# [Task input]
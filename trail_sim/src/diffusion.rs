//! Downhill spreading of trail strength.
//!
//! Each pass walks the layer in row-major order and moves a small slice of
//! every strong cell into its weakest strictly-lower neighbour. The pass is in
//! place: a cell visited later sees whatever earlier cells already pushed into
//! it. Ties between equally weak neighbours are broken uniformly with the
//! caller's generator.

use rand::{seq::SliceRandom, Rng};

use crate::{
    config::DiffusionConfig,
    geometry::{TilePos, GRID_CELLS},
    grid::{proportional_step, Layer, PheromoneGrid},
};

#[derive(Debug, Clone, Copy, Default, PartialEq, Eq)]
pub struct DiffusionStats {
    /// Number of cells that pushed value into a neighbour.
    pub transfers: u32,
    /// Sum of the amounts removed from source cells.
    pub moved: u64,
}

impl DiffusionStats {
    fn merge(&mut self, other: DiffusionStats) {
        self.transfers += other.transfers;
        self.moved += other.moved;
    }
}

/// Runs one diffusion pass over a single layer.
pub fn diffuse<R: Rng + ?Sized>(
    layer: &mut Layer,
    params: &DiffusionConfig,
    rng: &mut R,
) -> DiffusionStats {
    let mut stats = DiffusionStats::default();
    let mut lowest: Vec<TilePos> = Vec::with_capacity(8);

    for index in 0..GRID_CELLS {
        let Some(source) = TilePos::from_index(index) else {
            continue;
        };
        let current = layer.get(source);
        if current < params.min_source {
            continue;
        }

        lowest.clear();
        let mut lowest_value = u8::MAX;
        for (_, neighbor) in source.neighbors() {
            let value = layer.get(neighbor);
            if value >= current {
                continue;
            }
            if value < lowest_value {
                lowest_value = value;
                lowest.clear();
            }
            if value == lowest_value {
                lowest.push(neighbor);
            }
        }

        let Some(&target) = lowest.choose(rng) else {
            continue;
        };
        let amount = proportional_step(current, params.rate);
        layer.set_clamped(target, lowest_value as i32 + amount as i32);
        layer.set_clamped(source, current as i32 - amount as i32);
        stats.transfers += 1;
        stats.moved += amount as u64;
    }

    stats
}

/// Diffuses every layer of `grid` in name order and marks each one dirty.
pub fn diffuse_grid<R: Rng + ?Sized>(
    grid: &mut PheromoneGrid,
    params: &DiffusionConfig,
    rng: &mut R,
) -> DiffusionStats {
    let mut stats = DiffusionStats::default();
    let mut touched = Vec::with_capacity(grid.layer_count());
    for (name, layer) in grid.iter_mut() {
        stats.merge(diffuse(layer, params, rng));
        touched.push(name.clone());
    }
    for name in &touched {
        grid.mark_dirty(name);
    }
    stats
}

# [Prompt]
Set down the listing in full, keeping every word exactly as it is.

# [Answer box]
filename trail_sim/src/diffusion.rs
//! Downhill spreading of trail strength.
//!
//! Each pass walks the layer in row-major order and moves a small slice of
//! every strong cell into its weakest strictly-lower neighbour. The pass is in
//! place: a cell visited later sees whatever earlier cells already pushed into
//! it. Ties between equally weak neighbours are broken uniformly with the
//! caller's generator.

use rand::{seq::SliceRandom, Rng};

use crate::{
    config::DiffusionConfig,
    geometry::{TilePos, GRID_CELLS},
    grid::{proportional_step, Layer, PheromoneGrid},
};

#[derive(Debug, Clone, Copy, Default, PartialEq, Eq)]
pub struct DiffusionStats {
    /// Number of cells that pushed value into a neighbour.
    pub transfers: u32,
    /// Sum of the amounts removed from source cells.
    pub moved: u64,
}

impl DiffusionStats {
    fn merge(&mut self, other: DiffusionStats) {
        self.transfers += other.transfers;
        self.moved += other.moved;
    }
}

/// Runs one diffusion pass over a single layer.
pub fn diffuse<R: Rng + ?Sized>(
    layer: &mut Layer,
    params: &DiffusionConfig,
    rng: &mut R,
) -> DiffusionStats {
    let mut stats = DiffusionStats::default();
    let mut lowest: Vec<TilePos> = Vec::with_capacity(8);

    for index in 0..GRID_CELLS {
        let Some(source) = TilePos::from_index(index) else {
            continue;
        };
        let current = layer.get(source);
        if current < params.min_source {
            continue;
        }

        lowest.clear();
        let mut lowest_value = u8::MAX;
        for (_, neighbor) in source.neighbors() {
            let value = layer.get(neighbor);
            if value >= current {
                continue;
            }
            if value < lowest_value {
                lowest_value = value;
                lowest.clear();
            }
            if value == lowest_value {
                lowest.push(neighbor);
            }
        }

        let Some(&target) = lowest.choose(rng) else {
            continue;
        };
        let amount = proportional_step(current, params.rate);
        layer.set_clamped(target, lowest_value as i32 + amount as i32);
        layer.set_clamped(source, current as i32 - amount as i32);
        stats.transfers += 1;
        stats.moved += amount as u64;
    }

    stats
}

/// Diffuses every layer of `grid` in name order and marks each one dirty.
pub fn diffuse_grid<R: Rng + ?Sized>(
    grid: &mut PheromoneGrid,
    params: &DiffusionConfig,
    rng: &mut R,
) -> DiffusionStats {
    let mut stats = DiffusionStats::default();
    let mut touched = Vec::with_capacity(grid.layer_count());
    for (name, layer) in grid.iter_mut() {
        stats.merge(diffuse(layer, params, rng));
        touched.push(name.clone());
    }
    for name in &touched {
        grid.mark_dirty(name);
    }
    stats
}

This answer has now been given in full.